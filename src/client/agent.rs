//! # Connection State Machine
//!
//! The pure core of the sync agent: discrete events in, state transitions
//! and commands out, no I/O anywhere. The background driver performs the
//! network and storage work the commands call for and feeds the outcomes
//! back in as further events, which keeps every transition testable
//! without a server or a runtime.
//!
//! ## States
//!
//! - **Offline** - no server configured; everything stays local
//! - **Connecting** - broadcast-channel handshake in progress
//! - **Connected** - channel live; pushes and pulls flow
//! - **Disconnected** - connection lost; local-only plus a retry timer
//!
//! ## Guarantees
//!
//! - A local mutation is never dropped: it creates or extends the single
//!   pending [`SyncIntent`], which survives every failure and reconnect
//! - At most one push is in flight; mutations during a push re-dirty the
//!   intent and trigger a follow-up push instead of overlapping requests
//! - Every failure path schedules a bounded-backoff reconnect

use std::time::Duration;

use crate::client::backoff::Backoff;
use crate::client::health::ConnectionHealth;
use crate::client::intent::SyncIntent;

/// Agent connection state
#[derive(Debug, Clone, Copy, PartialEq, Eq)]
pub enum ConnectionState {
    /// No server configured; local-only operation
    Offline,
    /// Broadcast-channel handshake in progress
    Connecting,
    /// Channel live
    Connected,
    /// Connection lost; waiting to retry
    Disconnected,
}

impl ConnectionState {
    /// Health indicator value for this state
    pub fn health(&self) -> ConnectionHealth {
        match self {
            Self::Connected => ConnectionHealth::Connected,
            _ => ConnectionHealth::Disconnected,
        }
    }
}

/// Discrete inputs to the state machine
#[derive(Debug, Clone, PartialEq, Eq)]
pub enum SyncEvent {
    /// A server URL was configured; leave Offline
    ServerConfigured,
    /// Broadcast-channel handshake completed
    HandshakeSucceeded,
    /// Broadcast-channel handshake failed or timed out
    HandshakeFailed,
    /// A live connection dropped
    ConnectionLost,
    /// The reconnect timer fired (or a manual reconnect was requested)
    RetryTimerFired,
    /// A mutation was applied to local storage
    LocalMutation,
    /// The server announced a change at this version
    NoticeReceived {
        /// Version carried by the notice
        version: u64,
    },
    /// A push round-trip completed; the server stamped this version
    PushSucceeded {
        /// Version stamped on the accepted document
        version: u64,
    },
    /// A push failed; `fatal` means the server rejected the document
    /// rather than the transport failing
    PushFailed {
        /// Rejection (true) versus transient transport failure (false)
        fatal: bool,
    },
    /// A pull round-trip completed and the result was stored locally
    PullSucceeded {
        /// Version of the pulled document
        version: u64,
    },
    /// A pull failed
    PullFailed,
}

/// Work the driver must perform in response to an event
#[derive(Debug, Clone, PartialEq, Eq)]
pub enum SyncCommand {
    /// Open the broadcast-channel subscription
    OpenChannel,
    /// Drop the broadcast-channel subscription
    CloseChannel,
    /// GET the latest document and reconcile it into local storage
    Pull,
    /// PUT the current local document (device fields stripped)
    Push,
    /// Arm the reconnect timer
    ScheduleRetry(Duration),
    /// Publish a new health indicator value
    PublishHealth(ConnectionHealth),
}

/// The sync agent state machine
#[derive(Debug)]
pub struct SyncAgent {
    state: ConnectionState,
    intent: Option<SyncIntent>,
    push_in_flight: bool,
    dirty_during_push: bool,
    known_version: u64,
    backoff: Backoff,
}

impl SyncAgent {
    /// Create an agent in the Offline state
    pub fn new(backoff: Backoff) -> Self {
        Self {
            state: ConnectionState::Offline,
            intent: None,
            push_in_flight: false,
            dirty_during_push: false,
            known_version: 0,
            backoff,
        }
    }

    /// Current connection state
    pub fn state(&self) -> ConnectionState {
        self.state
    }

    /// Health indicator for the current state
    pub fn health(&self) -> ConnectionHealth {
        self.state.health()
    }

    /// The pending intent, if a local mutation is unacknowledged
    pub fn pending_intent(&self) -> Option<&SyncIntent> {
        self.intent.as_ref()
    }

    /// Latest version this client has observed from the server
    pub fn known_version(&self) -> u64 {
        self.known_version
    }

    /// Feed one event through the machine, returning the commands the
    /// driver must execute, in order.
    pub fn handle(&mut self, event: SyncEvent) -> Vec<SyncCommand> {
        use ConnectionState::*;

        match event {
            SyncEvent::ServerConfigured => match self.state {
                Offline => {
                    self.state = Connecting;
                    vec![SyncCommand::OpenChannel]
                }
                _ => Vec::new(),
            },

            SyncEvent::HandshakeSucceeded => match self.state {
                Connecting => {
                    self.state = Connected;
                    self.backoff.reset();
                    // Always pull on (re)connect: no backlog is replayed,
                    // and a pending intent re-pushes after the pull lands.
                    vec![
                        SyncCommand::PublishHealth(ConnectionHealth::Connected),
                        SyncCommand::Pull,
                    ]
                }
                _ => Vec::new(),
            },

            SyncEvent::HandshakeFailed => match self.state {
                Connecting => self.drop_to_disconnected(),
                _ => Vec::new(),
            },

            SyncEvent::ConnectionLost => match self.state {
                Connecting | Connected => self.drop_to_disconnected(),
                _ => Vec::new(),
            },

            SyncEvent::RetryTimerFired => match self.state {
                Disconnected => {
                    self.state = Connecting;
                    vec![SyncCommand::OpenChannel]
                }
                _ => Vec::new(),
            },

            SyncEvent::LocalMutation => {
                match &mut self.intent {
                    Some(intent) => intent.touch(),
                    None => self.intent = Some(SyncIntent::new()),
                }
                if self.push_in_flight {
                    self.dirty_during_push = true;
                    Vec::new()
                } else if self.state == Connected {
                    self.begin_push()
                } else {
                    Vec::new()
                }
            }

            SyncEvent::NoticeReceived { version } => {
                if self.state == Connected && version > self.known_version {
                    vec![SyncCommand::Pull]
                } else {
                    Vec::new()
                }
            }

            SyncEvent::PushSucceeded { version } => {
                self.push_in_flight = false;
                self.known_version = self.known_version.max(version);
                if self.dirty_during_push {
                    // Something changed while the push was on the wire;
                    // the intent lives on and the new state goes out now.
                    self.begin_push()
                } else {
                    self.intent = None;
                    Vec::new()
                }
            }

            SyncEvent::PushFailed { fatal } => {
                self.push_in_flight = false;
                self.dirty_during_push = false;
                if let Some(intent) = &mut self.intent {
                    intent.record_failure(if fatal {
                        "rejected by server"
                    } else {
                        "transport failure"
                    });
                }
                if fatal {
                    // The server refused the document itself; retrying the
                    // same payload cannot help, but the intent stays so
                    // the next mutation re-pushes.
                    Vec::new()
                } else {
                    match self.state {
                        Connecting | Connected => self.drop_to_disconnected(),
                        _ => Vec::new(),
                    }
                }
            }

            SyncEvent::PullSucceeded { version } => {
                self.known_version = self.known_version.max(version);
                if self.intent.is_some() && !self.push_in_flight && self.state == Connected {
                    self.begin_push()
                } else {
                    Vec::new()
                }
            }

            SyncEvent::PullFailed => match self.state {
                Connecting | Connected => self.drop_to_disconnected(),
                _ => Vec::new(),
            },
        }
    }

    fn begin_push(&mut self) -> Vec<SyncCommand> {
        self.push_in_flight = true;
        self.dirty_during_push = false;
        if let Some(intent) = &mut self.intent {
            intent.mark_attempt();
        }
        vec![SyncCommand::Push]
    }

    fn drop_to_disconnected(&mut self) -> Vec<SyncCommand> {
        self.state = ConnectionState::Disconnected;
        self.push_in_flight = false;
        self.dirty_during_push = false;
        let delay = self.backoff.next_delay();
        vec![
            SyncCommand::CloseChannel,
            SyncCommand::PublishHealth(ConnectionHealth::Disconnected),
            SyncCommand::ScheduleRetry(delay),
        ]
    }
}

impl Default for SyncAgent {
    fn default() -> Self {
        Self::new(Backoff::default())
    }
}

• Work to be completed: Search the listing above for the lines with "use ConnectionState::*;" and "self.backoff.reset();", then output those lines and all lines between them exactly.

• Finished exercise:
        use ConnectionState::*;

        match event {
            SyncEvent::ServerConfigured => match self.state {
                Offline => {
                    self.state = Connecting;
                    vec![SyncCommand::OpenChannel]
                }
                _ => Vec::new(),
            },

            SyncEvent::HandshakeSucceeded => match self.state {
                Connecting => {
                    self.state = Connected;
                    self.backoff.reset();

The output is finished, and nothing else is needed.